Several Western Australian agencies have been caught out by a review that uncovered easily-guessable passwords, unpatched systems, and unencrypted data stored on tape back-ups.
The state’s auditor-general Colin Murphy declared he was frustrated at reporting “the same common weaknesses year after year”, many of which he said could be “easily addressed” at little cost.
Murphy found common weaknesses in password security: specifically passwords that could be too-easily guessed, were a single character in length, were the default password set by the manufacturer, or were stored in plain text in documented IT policies.
He said that in one instance last year, he used the credential ‘password’ to log into a system containing “thousands of sensitive documents”. The password still worked this year, but the documents had been removed.

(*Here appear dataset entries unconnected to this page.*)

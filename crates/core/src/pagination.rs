//! Listing window.

use serde::{Deserialize, Serialize};

/// Page size used when the caller gives none (or zero).
pub const DEFAULT_LIMIT: u64 = 10;
/// Largest page size ever handed to the store.
pub const MAX_LIMIT: u64 = 100;
pub const DEFAULT_OFFSET: u64 = 0;

/// A normalized `(limit, offset)` pair.
///
/// Construct with [`Pagination::clamped`]; the fields are always within
/// `1..=MAX_LIMIT` and `>= 0` respectively.
#[derive(Debug, Clone, Copy, PartialEq, Eq, Serialize, Deserialize)]
pub struct Pagination {
    limit: u64,
    offset: u64,
}

impl Pagination {
    /// Normalize raw caller input.
    ///
    /// A missing, zero or negative limit becomes [`DEFAULT_LIMIT`]; anything
    /// above [`MAX_LIMIT`] is capped. A missing or negative offset becomes
    /// [`DEFAULT_OFFSET`].
    ///
    /// A negative limit is treated as unusable input, like a non-numeric one,
    /// so it gets the default page rather than being raised to 1.
    pub fn clamped(limit: Option<i64>, offset: Option<i64>) -> Self {
        let limit = match limit {
            Some(l) if l > 0 => (l as u64).min(MAX_LIMIT),
            _ => DEFAULT_LIMIT,
        };
        let offset = match offset {
            Some(o) if o > 0 => o as u64,
            _ => DEFAULT_OFFSET,
        };
        Self { limit, offset }
    }

    pub fn limit(&self) -> u64 {
        self.limit
    }

    pub fn offset(&self) -> u64 {
        self.offset
    }
}

impl Default for Pagination {
    fn default() -> Self {
        Self::clamped(None, None)
    }
}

The Department of Racing, Gaming and Liquor had simple passwords protecting the databases underpinning its Navigate system, used to apply for and manage licenses and permits.

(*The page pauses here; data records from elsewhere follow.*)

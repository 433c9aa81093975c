//! Strongly-typed identifiers used across the catalog.

use core::str::FromStr;
use serde::{Deserialize, Serialize};
use uuid::Uuid;

use crate::error::CatalogError;

/// Identifier of a product row.
///
/// The store assigns product ids; `new()` exists for tests and in-memory
/// repositories.
#[derive(Debug, Copy, Clone, PartialEq, Eq, Hash, PartialOrd, Ord, Serialize, Deserialize)]
#[serde(transparent)]
pub struct ProductId(Uuid);

macro_rules! impl_uuid_newtype {
    ($t:ty, $name:literal) => {
        impl $t {
            /// Create a new time-ordered (UUIDv7) identifier.
            pub fn new() -> Self {
                Self(Uuid::now_v7())
            }

            pub fn from_uuid(uuid: Uuid) -> Self {
                Self(uuid)
            }

            pub fn as_uuid(&self) -> &Uuid {
                &self.0
            }
        }

        impl Default for $t {
            fn default() -> Self {
                Self::new()
            }
        }

        impl core::fmt::Display for $t {
            fn fmt(&self, f: &mut core::fmt::Formatter<'_>) -> core::fmt::Result {
                core::fmt::Display::fmt(&self.0, f)
            }
        }

        impl From<Uuid> for $t {
            fn from(value: Uuid) -> Self {
                Self(value)
            }
        }

        impl From<$t> for Uuid {
            fn from(value: $t) -> Self {
                value.0
            }
        }

        impl FromStr for $t {
            type Err = CatalogError;

            fn from_str(s: &str) -> Result<Self, Self::Err> {
                let uuid = Uuid::from_str(s)
                    .map_err(|_| CatalogError::bad_request(concat!("invalid ", $name)))?;
                Ok(Self(uuid))
            }
        }
    };
}

impl_uuid_newtype!(ProductId, "product id");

“We identified high privilege (sys and system) database accounts with very easy to guess passwords. Examples include passwords such as ‘abcd’ and passwords only one character in length,” the auditor reported.
The department accepted that it needed to change.
The Chemistry Centre – a government lab services operator – also suffered from password problems.
“The password policy, last reviewed in 2010, allows users to set simple passwords such as ‘password’ or ‘12345678’,” the auditor said.
“In addition, the policy does not require stronger passwords for highly privileged network, database and application accounts.
“As a result, we were easily able to guess passwords for the database system administrator account and for accounts within ForLIMS”, a system used to manage and report forensic science and medicine cases.
The auditor said in another case, default credentials for “network switches, routers and remote management systems” had not been reset. As a result, the auditor was able to “log on to a remote system with full administrative privileges. This system was used for server hardware maintenance”.
In addition to bad password management, many agencies ran systems that were well behind on their patch management.
In some cases, patching was left to contractors or managed by software that had been poorly configured or otherwise was not working as intended. That left many systems and agencies exposed to – in at least one case - hundreds of publicly-circulating exploits.
There also appeared to be common issues in the way data was shipped outside of the agency, either via the public internet or on tape drives being handled by third parties.
WA Police, for example, was found to share traffic infringement data electronically “in an insecure manner” with a third party that printed and mailed out fines. It is now investing in more secure file transfer technology.
The same data was backed up in an unencrypted state to tape that was picked up by a third party for transport to an offsite storage facility.
The Department of Racing, Gaming and Liquor stored unprotected credit card data on its tape back-ups in violation of PCI standards. Its back-up tapes, handled by a third party operator, also weren’t encrypted.
The Chemistry Centre’s tape back-ups were also unencrypted. The auditor said all three could face problems should tapes be mislaid or stolen.
The auditor said that over the past nine years, about 60 percent of the state’s agencies have not lived up to the auditor’s standards for information security.